Ground Breakers: Mincor’s guidance hit muddies the waters amid $760m Wyloo bid
Mining
Mining
Corporate shenanigans are flying left, right and centre in the battery metals business.
News of the $5 billion plus bid from Albemarle for Liontown Resources (ASX:LTR) may well have distracted from the fact Mincor Resources (ASX:MCR) is facing its own offer, valued at $760 million from major shareholder Andrew Forrest and his Wyloo Metals.
The bid is interesting because it could see one of Australia’s richest men and biggest mining figures claim control of one of Australia’s few active nickel sulphide producers.
But it could also reignite simmering tensions between Forrest and BHP (ASX:BHP) more than a year after the Pilbara iron ore magnate beat the world’s biggest miner to control of Noront Resources, now rebadged as Canadian nickel explorer Ring of Fire Metals.
BHP has a supply deal for nickel ore from Mincor until 2025, backing its Kambalda nickel concentrator, part of the Nickel West supply chain which sells nickel sulphate for batteries to EV makers Tesla, Toyota and Ford.
Twiggy has his own side hustle with IGO (ASX:IGO) investigating its own move into nickel sulphate and potentially battery precursor production in a potential JV, part of a peace deal that saw Wyloo trade its 9.8% Western Areas stake into IGO’s ~$1.3 billion takeover last year.

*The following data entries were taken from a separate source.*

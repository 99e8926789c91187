// Copyright 2026 the gentsuki-dojo authors
//
// Licensed under the Apache License, Version 2.0 (the "License");
// you may not use this file except in compliance with the License.
// You may obtain a copy of the License at
//
//     http://www.apache.org/licenses/LICENSE-2.0
//
// Unless required by applicable law or agreed to in writing, software
// distributed under the License is distributed on an "AS IS" BASIS,
// WITHOUT WARRANTIES OR CONDITIONS OF ANY KIND, either express or implied.
// See the License for the specific language governing permissions and
// limitations under the License.

/// A true/false exam question. Immutable once created; the provider is
/// responsible for validating the content before construction.
#[derive(Clone, Debug)]
pub struct Question {
    /// Opaque identifier, unique within a session.
    id: String,
    /// The statement the examinee judges as true or false.
    text: String,
    /// Whether the statement is true (○) or false (×).
    answer: bool,
    /// Why the statement is true or false.
    explanation: String,
}

impl Question {
    pub fn new(
        id: impl Into<String>,
        text: impl Into<String>,
        answer: bool,
        explanation: impl Into<String>,
    ) -> Self {
        Self {
            id: id.into(),
            text: text.into(),
            answer,
            explanation: explanation.into(),
        }
    }

    pub fn id(&self) -> &str {
        &self.id
    }

    pub fn text(&self) -> &str {
        &self.text
    }

    pub fn answer(&self) -> bool {
        self.answer
    }

    pub fn explanation(&self) -> &str {
        &self.explanation
    }
}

Mincor has so far advised shareholders to take no action, and its stock remains trading above the $1.40 Wyloo offer price, in anticipation perhaps of a sweeter deal or bidding war.
A target’s statement is due on April 4, Mincor’s board advised shareholders yesterday.
But a guidance announcement today could well strengthen Forrest’s hand, or see it rethink the bid entirely.
Mincor shares fell 4% to $1.44 after it pulled guidance (previously 8000-10,000t of nickel in concentrate for 2022-23), after BHP decided yesterday it would not agree to amend its offtake agreement specifications.
The miner currently blends ore from its northern and southern operations but has been delivering off-spec material during what has proven to be a difficult ramp up period.
BHP’s been accepting that material so far and Mincor says it’s been working together with Nickel West to “explore and trial” methods to manage off-spec product going forward, work that remains ongoing.
An amendment would have given Mincor the ability to deliver all of its mined ore to BHP. With a lack of certainty moving forward, it will now need to rethink how to manage off-spec stockpiles.
“Mincor will continue to deliver on-specification ore to BHP and is conducting work to improve orebody knowledge to enable optimisation of its forward mine plan to consistently deliver on-specification product,” the company said in a statement to the ASX.
“Mincor will stockpile any ore that BHP indicates will not be accepted due to product specification requirements, allowing for blending with other Mincor ore sources at a subsequent date.”
Mincor delivered 1,943t of nickel in concentrate in the December half, blaming a $54.7m half year loss primarily on a slower than anticipated ramp up at the Kambalda nickel operations.
In launching the on-market bid, which officially opens on April 5, Wyloo said last Tuesday the offer was a 35% premium to Mincor’s pre-offer opening price, noting its shares had fallen 49% in the 12 months leading up to the takeover attempt.
ASX materials stocks are on some run, lifting 5.5% over the past five trading days.
Up 1.36% today, stronger sentiment in iron ore is heloing to lift the index, while lithium and battery metals companies continue to run in the aftermath of Tuesday’s Liontown bid.
BHP (ASX:BHP) gained 2.27%, while Pilbara Minerals (ASX:PLS) rose 2.28% after MD Dale Henderson gave us an interview (you know it’s true.)
OK, maybe their massive $560m expansion to 1Mtpa and the hovering spectre of battery metals M & A had an impact too.
Iron ore and copper are looking a bit better than they were last week, with iron ore up 1.7% to US$123.30/t and copper just rising above US$9000/t overnight.
“Iron ore futures were steady, following gains earlier in the week on optimism that China’s construction period will boost demand,” ANZ’s John Bromhead said.
“Traders have shrugged off pollution-controlling curbs on steel output and lingering concerns around the property slump in recent weeks. With fixed asset investment showing signs of improvement, the mood has lifted.”